§ PROVIDED RECORDS:

use crate::value::Value;

/// The base trait for all neural network modules (neurons, layers, models).
///
/// Parameters are leaf [`Value`]s living in the graph the module was built in. The
/// forward pass is not part of the trait because its shape differs per module
/// (a neuron yields one value, a layer a vector).
pub trait Module<'g>: std::fmt::Debug {
    /// Returns all learnable parameters, including those of sub-modules.
    fn parameters(&self) -> Vec<Value<'g>>;

    /// Sets the gradient of every parameter back to 0.
    fn zero_grad(&self) {
        for p in self.parameters() {
            p.zero_grad();
        }
    }

    fn num_parameters(&self) -> usize {
        self.parameters().len()
    }
}

#[cfg(test)]
#[path = "module_test.rs"]
mod tests;
use crate::error::MicrogradError;
use crate::ops::{exp_op, pow_op, powf_op, relu_op, tanh_op};
use crate::value::{Exponent, Value};

impl<'g> Value<'g> {
    /// Raises this value to a literal exponent.
    ///
    /// # Errors
    /// `InvalidOperand` if the exponent is another [`Value`].
    pub fn pow(self, exponent: impl Into<Exponent<'g>>) -> Result<Value<'g>, MicrogradError> {
        pow_op(self, exponent)
    }

    /// Infallible form of [`pow`](Self::pow) for an `f64` exponent.
    pub fn powf(self, exponent: f64) -> Value<'g> {
        powf_op(self, exponent)
    }

    pub fn exp(self) -> Value<'g> {
        exp_op(self)
    }

    pub fn tanh(self) -> Value<'g> {
        tanh_op(self)
    }

    pub fn relu(self) -> Value<'g> {
        relu_op(self)
    }
}
// src/value/debug.rs
use crate::value::Value;
use std::fmt;

impl fmt::Display for Value<'_> {
    fn fmt(&self, f: &mut fmt::Formatter<'_>) -> fmt::Result {
        let node = self.node();
        write!(
            f,
            "Value(label='{}', data={}, grad={})",
            node.label.as_deref().unwrap_or(""),
            node.data,
            node.grad
        )
    }
}

impl fmt::Debug for Value<'_> {
    fn fmt(&self, f: &mut fmt::Formatter<'_>) -> fmt::Result {
        match self.graph.nodes_try_borrow() {
            Some(nodes) if self.is_live(&nodes) => {
                let node = &nodes[self.id.0];
                write!(
                    f,
                    "Value(id={}, data={}, grad={}, op={:?})",
                    self.id, node.data, node.grad, node.op
                )
            }
            Some(_) => write!(f, "Value(id={}, <dropped>)", self.id),
            None => write!(f, "Value(id={}, <graph borrowed>)", self.id),
        }
    }
}
// src/nn/mod.rs
// Neural network building blocks on top of scalar values.

pub mod init;
pub mod layers;
pub mod losses;
pub mod module; // Trait Module

// Re-export common items
pub use init::Init;
pub use layers::{Activation, Layer, Neuron};
pub use losses::mse_loss;
pub use module::Module;
// Shared helpers for the integration tests.

/// Installs `env_logger` once; later calls are no-ops.
#[allow(dead_code)]
pub fn init_logger() {
    let _ = env_logger::builder().is_test(true).try_init();
}

/// The four-sample toy regression set used in the training tests.
#[allow(dead_code)]
pub fn toy_dataset() -> (Vec<Vec<f64>>, Vec<f64>) {
    let xs = vec![
        vec![2.0, 3.0, -1.0],
        vec![3.0, -1.0, 0.5],
        vec![0.5, 1.0, 1.0],
        vec![1.0, 1.0, -1.0],
    ];
    let ys = vec![1.0, -1.0, -1.0, 1.0];
    (xs, ys)
}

§ THE PROBLEM: Your response should consist of the full listing, repeated exactly.

§ ANSWER TO THIS TASK:
use crate::value::Value;

/// The base trait for all neural network modules (neurons, layers, models).
///
/// Parameters are leaf [`Value`]s living in the graph the module was built in. The
/// forward pass is not part of the trait because its shape differs per module
/// (a neuron yields one value, a layer a vector).
pub trait Module<'g>: std::fmt::Debug {
    /// Returns all learnable parameters, including those of sub-modules.
    fn parameters(&self) -> Vec<Value<'g>>;

    /// Sets the gradient of every parameter back to 0.
    fn zero_grad(&self) {
        for p in self.parameters() {
            p.zero_grad();
        }
    }

    fn num_parameters(&self) -> usize {
        self.parameters().len()
    }
}

#[cfg(test)]
#[path = "module_test.rs"]
mod tests;
use crate::error::MicrogradError;
use crate::ops::{exp_op, pow_op, powf_op, relu_op, tanh_op};
use crate::value::{Exponent, Value};

impl<'g> Value<'g> {
    /// Raises this value to a literal exponent.
    ///
    /// # Errors
    /// `InvalidOperand` if the exponent is another [`Value`].
    pub fn pow(self, exponent: impl Into<Exponent<'g>>) -> Result<Value<'g>, MicrogradError> {
        pow_op(self, exponent)
    }

    /// Infallible form of [`pow`](Self::pow) for an `f64` exponent.
    pub fn powf(self, exponent: f64) -> Value<'g> {
        powf_op(self, exponent)
    }

    pub fn exp(self) -> Value<'g> {
        exp_op(self)
    }

    pub fn tanh(self) -> Value<'g> {
        tanh_op(self)
    }

    pub fn relu(self) -> Value<'g> {
        relu_op(self)
    }
}
// src/value/debug.rs
use crate::value::Value;
use std::fmt;

impl fmt::Display for Value<'_> {
    fn fmt(&self, f: &mut fmt::Formatter<'_>) -> fmt::Result {
        let node = self.node();
        write!(
            f,
            "Value(label='{}', data={}, grad={})",
            node.label.as_deref().unwrap_or(""),
            node.data,
            node.grad
        )
    }
}

impl fmt::Debug for Value<'_> {
    fn fmt(&self, f: &mut fmt::Formatter<'_>) -> fmt::Result {
        match self.graph.nodes_try_borrow() {
            Some(nodes) if self.is_live(&nodes) => {
                let node = &nodes[self.id.0];
                write!(
                    f,
                    "Value(id={}, data={}, grad={}, op={:?})",
                    self.id, node.data, node.grad, node.op
                )
            }
            Some(_) => write!(f, "Value(id={}, <dropped>)", self.id),
            None => write!(f, "Value(id={}, <graph borrowed>)", self.id),
        }
    }
}
// src/nn/mod.rs
// Neural network building blocks on top of scalar values.

pub mod init;
pub mod layers;
pub mod losses;
pub mod module; // Trait Module

// Re-export common items
pub use init::Init;
pub use layers::{Activation, Layer, Neuron};
pub use losses::mse_loss;
pub use module::Module;
// Shared helpers for the integration tests.

/// Installs `env_logger` once; later calls are no-ops.
#[allow(dead_code)]
pub fn init_logger() {
    let _ = env_logger::builder().is_test(true).try_init();
}

/// The four-sample toy regression set used in the training tests.
#[allow(dead_code)]
pub fn toy_dataset() -> (Vec<Vec<f64>>, Vec<f64>) {
    let xs = vec![
        vec![2.0, 3.0, -1.0],
        vec![3.0, -1.0, 0.5],
        vec![0.5, 1.0, 1.0],
        vec![1.0, 1.0, -1.0],
    ];
    let ys = vec![1.0, -1.0, -1.0, 1.0];
    (xs, ys)
}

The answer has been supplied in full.